# [EXERCISE]
The answer must consist of every line in the records that contains the word "getAddressBalance".

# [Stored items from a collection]
##############################

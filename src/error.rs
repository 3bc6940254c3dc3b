//! Error types for the tracker
//!
//! `Display` output of [`BalanceError`] is what ends up in
//! `BalanceState::last_error`, so the messages are written for users.

use thiserror::Error;

/// Failure while querying a balance endpoint
#[derive(Error, Debug, Clone, PartialEq)]
pub enum BalanceError {
    /// Request could not complete (DNS, connection refused, timeout)
    #[error("{0}")]
    Transport(String),

    /// HTTP status outside the success range
    #[error("API error: {0}")]
    Http(u16),

    /// API reported failure, or the envelope had no usable result
    #[error("{0}")]
    Api(String),

    /// Body was not the expected JSON
    #[error("Invalid response: {0}")]
    Decode(String),

    #[error("Invalid balance value: {0}")]
    InvalidBalance(String),
}

impl From<reqwest::Error> for BalanceError {
    fn from(err: reqwest::Error) -> Self {
        if let Some(status) = err.status() {
            return Self::Http(status.as_u16());
        }
        if err.is_decode() {
            return Self::Decode(err.to_string());
        }
        Self::Transport(err.to_string())
    }
}

impl From<serde_json::Error> for BalanceError {
    fn from(err: serde_json::Error) -> Self {
        Self::Decode(err.to_string())
    }
}

/// Failure reported by a wallet connection
#[derive(Error, Debug, Clone, PartialEq)]
pub enum WalletError {
    #[error("Wallet not connected")]
    NotConnected,

    #[error("Transaction rejected: {0}")]
    Rejected(String),

    #[error("Connection error: {0}")]
    Connection(String),
}

/// Failure of a dashboard ledger operation
#[derive(Error, Debug, Clone, PartialEq)]
pub enum LedgerError {
    #[error("Amount must be greater than zero")]
    InvalidAmount,

    #[error("Insufficient balance")]
    InsufficientBalance,

    #[error("No cashback to claim")]
    NoCashback,

    #[error("Connect wallet to claim cashback")]
    NotConnected,

    #[error("Transaction failed: {0}")]
    Wallet(#[from] WalletError),
}
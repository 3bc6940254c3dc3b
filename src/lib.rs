//! TON Wallet Tracker Library
//!
//! Keeps the on-chain balance of a TON wallet fresh by polling a
//! toncenter-compatible API, and drives a simulated wallet dashboard
//! (deposits, withdrawals, cashback) through a wallet connection trait.

// Public modules - these are the API surface
pub mod config;
pub mod error;
pub mod handlers;
pub mod models;
pub mod notifications;
pub mod providers;
pub mod traits;
pub mod tracker;
pub mod utils;

#[cfg(test)]
pub(crate) mod test_support;

// Re-export commonly used items for easier access
pub use config::{ApiConfig, TrackerConfig};
pub use error::{BalanceError, LedgerError, WalletError};
pub use models::{
    address::AddressInfo,
    balance::{BalanceSnapshot, BalanceState, FetchState},
    ledger::DemoLedger,
    transaction::{SentTransaction, TransactionRequest},
};
pub use traits::{
    balance_source::BalanceSource,
    event_handler::BalanceEventHandler,
    wallet_connector::WalletConnector,
};
pub use providers::{
    http_provider::HttpBalanceProvider,
    local_wallet::LocalWalletConnector,
};
pub use handlers::{
    composite::CompositeEventHandler,
    console::ConsoleEventHandler,
};
pub use notifications::NotificationQueue;
pub use tracker::{
    balance_poller::BalancePoller,
    wallet_session::{DepositReceipt, WalletSession},
};

/// Library version
pub const VERSION: &str = env!("CARGO_PKG_VERSION");

/// Result type alias for library functions
pub type Result<T> = std::result::Result<T, anyhow::Error>;
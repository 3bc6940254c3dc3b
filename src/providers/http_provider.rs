use async_trait::async_trait;
use reqwest::Client;
use serde::de::DeserializeOwned;
use serde::Deserialize;
use serde_json::Value;
use tracing::debug;

use crate::config::ApiConfig;
use crate::error::BalanceError;
use crate::models::address::AddressInfo;
use crate::traits::balance_source::BalanceSource;

const BALANCE_FALLBACK_ERROR: &str = "Failed to fetch balance";
const ADDRESS_INFO_FALLBACK_ERROR: &str = "Failed to fetch address info";

/// toncenter-style response envelope
#[derive(Debug, Deserialize)]
struct ApiEnvelope {
    #[serde(default)]
    ok: Option<Value>,
    #[serde(default)]
    result: Option<Value>,
    #[serde(default)]
    error: Option<String>,
}

impl ApiEnvelope {
    fn is_ok(&self) -> bool {
        self.ok.as_ref().is_some_and(is_truthy)
    }

    /// Turn a failed envelope into an API error, preferring the server's message
    fn into_error(self, fallback: &str) -> BalanceError {
        let message = self
            .error
            .filter(|e| !e.trim().is_empty())
            .unwrap_or_else(|| fallback.to_string());
        BalanceError::Api(message)
    }
}

fn is_truthy(value: &Value) -> bool {
    match value {
        Value::Null => false,
        Value::Bool(b) => *b,
        Value::Number(n) => n.as_f64().is_some_and(|f| f != 0.0),
        Value::String(s) => !s.is_empty(),
        Value::Array(_) | Value::Object(_) => true,
    }
}

/// Extract the nanoTON balance from a `getAddressBalance` body
pub fn parse_balance_body(body: &str) -> Result<String, BalanceError> {
    let mut envelope: ApiEnvelope = serde_json::from_str(body)?;
    if !envelope.is_ok() {
        return Err(envelope.into_error(BALANCE_FALLBACK_ERROR));
    }

    match envelope.result.take() {
        Some(Value::String(s)) if !s.is_empty() => Ok(s),
        Some(Value::Number(n)) => Ok(n.to_string()),
        _ => Err(envelope.into_error(BALANCE_FALLBACK_ERROR)),
    }
}

/// Extract a typed result from a successful envelope
pub fn parse_result_body<T: DeserializeOwned>(body: &str, fallback: &str) -> Result<T, BalanceError> {
    let mut envelope: ApiEnvelope = serde_json::from_str(body)?;
    if !envelope.is_ok() {
        return Err(envelope.into_error(fallback));
    }

    match envelope.result.take() {
        Some(result) if is_truthy(&result) => Ok(serde_json::from_value(result)?),
        _ => Err(envelope.into_error(fallback)),
    }
}

/// HTTP data provider for toncenter-compatible JSON APIs
pub struct HttpBalanceProvider {
    client: Client,
    endpoint: String,
    api_key: Option<String>,
}

impl HttpBalanceProvider {
    /// Create a new HTTP provider
    pub fn new(config: &ApiConfig) -> Result<Self, BalanceError> {
        let client = Client::builder().timeout(config.request_timeout).build()?;

        Ok(Self {
            client,
            endpoint: config.endpoint.trim_end_matches('/').to_string(),
            api_key: config.api_key.clone(),
        })
    }

    pub fn endpoint(&self) -> &str {
        &self.endpoint
    }

    /// GET `{endpoint}/{method}?address=...` and return the body of a 2xx response
    async fn get(&self, method: &str, address: &str) -> Result<String, BalanceError> {
        let url = format!("{}/{}", self.endpoint, method);
        debug!("GET {} address={}", url, address);

        let mut request = self.client.get(&url).query(&[("address", address)]);
        if let Some(key) = &self.api_key {
            request = request.header("X-API-Key", key);
        }

        let response = request.send().await?;
        let status = response.status();
        if !status.is_success() {
            return Err(BalanceError::Http(status.as_u16()));
        }

        Ok(response.text().await?)
    }
}

#[async_trait]
impl BalanceSource for HttpBalanceProvider {
    async fn fetch_balance(&self, address: &str) -> Result<String, BalanceError> {
        let body = self.get("getAddressBalance", address).await?;
        parse_balance_body(&body)
    }

    async fn fetch_address_info(&self, address: &str) -> Result<AddressInfo, BalanceError> {
        let body = self.get("getAddressInformation", address).await?;
        parse_result_body(&body, ADDRESS_INFO_FALLBACK_ERROR)
    }
}
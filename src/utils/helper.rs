use crate::error::BalanceError;

/// nanoTON per TON
pub const NANO_PER_TON: u128 = 1_000_000_000;

/// Parse a nanoTON integer string, with better error messages
pub fn parse_nano(s: &str) -> Result<u128, BalanceError> {
    s.trim()
        .parse::<u128>()
        .map_err(|_| BalanceError::InvalidBalance(s.to_string()))
}

/// Format nanoTON as TON
pub fn nano_to_ton(nano: u128) -> f64 {
    nano as f64 / 1e9
}

/// Format TON as nanoTON, rounded to the nearest unit
pub fn ton_to_nano(ton: f64) -> u128 {
    if !ton.is_finite() || ton <= 0.0 {
        return 0;
    }
    (ton * 1e9).round() as u128
}

/// Shorten an address for display: first six and last four characters
pub fn truncate_address(address: &str) -> String {
    let chars: Vec<char> = address.chars().collect();
    if chars.len() <= 10 {
        return address.to_string();
    }
    let head: String = chars[..6].iter().collect();
    let tail: String = chars[chars.len() - 4..].iter().collect();
    format!("{}...{}", head, tail)
}

#[cfg(test)]
mod tests {
    use super::*;

    #[test]
    fn converts_nano_to_ton() {
        assert_eq!(nano_to_ton(1_500_000_000), 1.5);
        assert_eq!(nano_to_ton(2_500_000_000), 2.5);
        assert_eq!(nano_to_ton(0), 0.0);
    }

    #[test]
    fn converts_ton_to_nano() {
        assert_eq!(ton_to_nano(1.5), 1_500_000_000);
        assert_eq!(ton_to_nano(0.1), 100_000_000);
        assert_eq!(ton_to_nano(-3.0), 0);
    }

    #[test]
    fn rejects_non_integer_balances() {
        assert_eq!(parse_nano("1500000000"), Ok(1_500_000_000));
        assert!(matches!(parse_nano("1.5"), Err(BalanceError::InvalidBalance(_))));
        assert!(matches!(parse_nano("-1"), Err(BalanceError::InvalidBalance(_))));
        assert!(matches!(parse_nano(""), Err(BalanceError::InvalidBalance(_))));
    }

    #[test]
    fn truncates_long_addresses() {
        assert_eq!(
            truncate_address("EQAbcdefghijklmnopqrstuvwxyz0123"),
            "EQAbcd...0123"
        );
        assert_eq!(truncate_address("EQshort"), "EQshort");
    }
}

##############################

# [EXPECTED ANSWER]
/// Extract the nanoTON balance from a `getAddressBalance` body
        let body = self.get("getAddressBalance", address).await?;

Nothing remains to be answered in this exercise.